> **Work task**:
Below are some records; return each one exactly as written.

#### Input

// Copyright 2026 the Orogen Authors
// SPDX-License-Identifier: Apache-2.0 OR MIT

//! A trace sink that records events for assertions and JSON export.

use orogen_core::trace::TraceSink;
use serde_json::{Value, json};

/// One recorded tick-loop event.
#[derive(Clone, Debug, PartialEq)]
pub enum TraceEvent {
    /// A state tick began.
    TickStarted(u64),
    /// A render-only pass began with this extrapolation factor.
    RenderPass(f64),
    /// A container was created.
    ContainerCreated(String),
    /// A container was destroyed.
    ContainerDestroyed(String),
    /// A pure sprite served its cache.
    PureCacheHit(String),
    /// A pure sprite re-rendered.
    PureCacheMiss(String),
}

/// Records every event in order.
#[derive(Clone, Debug, Default)]
pub struct RecordingSink {
    /// Recorded events, oldest first.
    pub events: Vec<TraceEvent>,
}

impl RecordingSink {
    /// An empty recorder.
    #[must_use]
    pub fn new() -> Self {
        Self::default()
    }

    /// Serializes the recording as a JSON array, one object per event.
    #[must_use]
    pub fn to_json(&self) -> Value {
        let events: Vec<Value> = self
            .events
            .iter()
            .map(|event| match event {
                TraceEvent::TickStarted(index) => {
                    json!({"event": "tick_started", "index": index})
                }
                TraceEvent::RenderPass(extrapolation) => {
                    json!({"event": "render_pass", "extrapolation": extrapolation})
                }
                TraceEvent::ContainerCreated(id) => {
                    json!({"event": "container_created", "id": id})
                }
                TraceEvent::ContainerDestroyed(id) => {
                    json!({"event": "container_destroyed", "id": id})
                }
                TraceEvent::PureCacheHit(id) => {
                    json!({"event": "pure_cache_hit", "id": id})
                }
                TraceEvent::PureCacheMiss(id) => {
                    json!({"event": "pure_cache_miss", "id": id})
                }
            })
            .collect();
        Value::Array(events)
    }
}

impl TraceSink for RecordingSink {
    fn tick_started(&mut self, index: u64) {
        self.events.push(TraceEvent::TickStarted(index));
    }

    fn render_pass(&mut self, extrapolation: f64) {
        self.events.push(TraceEvent::RenderPass(extrapolation));
    }

    fn container_created(&mut self, global_id: &str) {
        self.events.push(TraceEvent::ContainerCreated(global_id.into()));
    }

    fn container_destroyed(&mut self, global_id: &str) {
        self.events
            .push(TraceEvent::ContainerDestroyed(global_id.into()));
    }

    fn pure_cache_hit(&mut self, global_id: &str) {
        self.events.push(TraceEvent::PureCacheHit(global_id.into()));
    }

    fn pure_cache_miss(&mut self, global_id: &str) {
        self.events.push(TraceEvent::PureCacheMiss(global_id.into()));
    }
}

#[cfg(test)]
mod tests {
    use super::*;

    #[test]
    fn json_export_shape() {
        let mut sink = RecordingSink::new();
        sink.tick_started(0);
        sink.container_created("game/kid");
        let json = sink.to_json();
        assert_eq!(json[0]["event"], "tick_started");
        assert_eq!(json[0]["index"], 0);
        assert_eq!(json[1]["event"], "container_created");
        assert_eq!(json[1]["id"], "game/kid");
    }
}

########

> **Output**:
// Copyright 2026 the Orogen Authors
// SPDX-License-Identifier: Apache-2.0 OR MIT

//! A trace sink that records events for assertions and JSON export.

use orogen_core::trace::TraceSink;
use serde_json::{Value, json};

/// One recorded tick-loop event.
#[derive(Clone, Debug, PartialEq)]
pub enum TraceEvent {
    /// A state tick began.
    TickStarted(u64),
    /// A render-only pass began with this extrapolation factor.
    RenderPass(f64),
    /// A container was created.
    ContainerCreated(String),
    /// A container was destroyed.
    ContainerDestroyed(String),
    /// A pure sprite served its cache.
    PureCacheHit(String),
    /// A pure sprite re-rendered.
    PureCacheMiss(String),
}

/// Records every event in order.
#[derive(Clone, Debug, Default)]
pub struct RecordingSink {
    /// Recorded events, oldest first.
    pub events: Vec<TraceEvent>,
}

impl RecordingSink {
    /// An empty recorder.
    #[must_use]
    pub fn new() -> Self {
        Self::default()
    }

    /// Serializes the recording as a JSON array, one object per event.
    #[must_use]
    pub fn to_json(&self) -> Value {
        let events: Vec<Value> = self
            .events
            .iter()
            .map(|event| match event {
                TraceEvent::TickStarted(index) => {
                    json!({"event": "tick_started", "index": index})
                }
                TraceEvent::RenderPass(extrapolation) => {
                    json!({"event": "render_pass", "extrapolation": extrapolation})
                }
                TraceEvent::ContainerCreated(id) => {
                    json!({"event": "container_created", "id": id})
                }
                TraceEvent::ContainerDestroyed(id) => {
                    json!({"event": "container_destroyed", "id": id})
                }
                TraceEvent::PureCacheHit(id) => {
                    json!({"event": "pure_cache_hit", "id": id})
                }
                TraceEvent::PureCacheMiss(id) => {
                    json!({"event": "pure_cache_miss", "id": id})
                }
            })
            .collect();
        Value::Array(events)
    }
}

impl TraceSink for RecordingSink {
    fn tick_started(&mut self, index: u64) {
        self.events.push(TraceEvent::TickStarted(index));
    }

    fn render_pass(&mut self, extrapolation: f64) {
        self.events.push(TraceEvent::RenderPass(extrapolation));
    }

    fn container_created(&mut self, global_id: &str) {
        self.events.push(TraceEvent::ContainerCreated(global_id.into()));
    }

    fn container_destroyed(&mut self, global_id: &str) {
        self.events
            .push(TraceEvent::ContainerDestroyed(global_id.into()));
    }

    fn pure_cache_hit(&mut self, global_id: &str) {
        self.events.push(TraceEvent::PureCacheHit(global_id.into()));
    }

    fn pure_cache_miss(&mut self, global_id: &str) {
        self.events.push(TraceEvent::PureCacheMiss(global_id.into()));
    }
}

#[cfg(test)]
mod tests {
    use super::*;

    #[test]
    fn json_export_shape() {
        let mut sink = RecordingSink::new();
        sink.tick_started(0);
        sink.container_created("game/kid");
        let json = sink.to_json();
        assert_eq!(json[0]["event"], "tick_started");
        assert_eq!(json[0]["index"], 0);
        assert_eq!(json[1]["event"], "container_created");
        assert_eq!(json[1]["id"], "game/kid");
    }
}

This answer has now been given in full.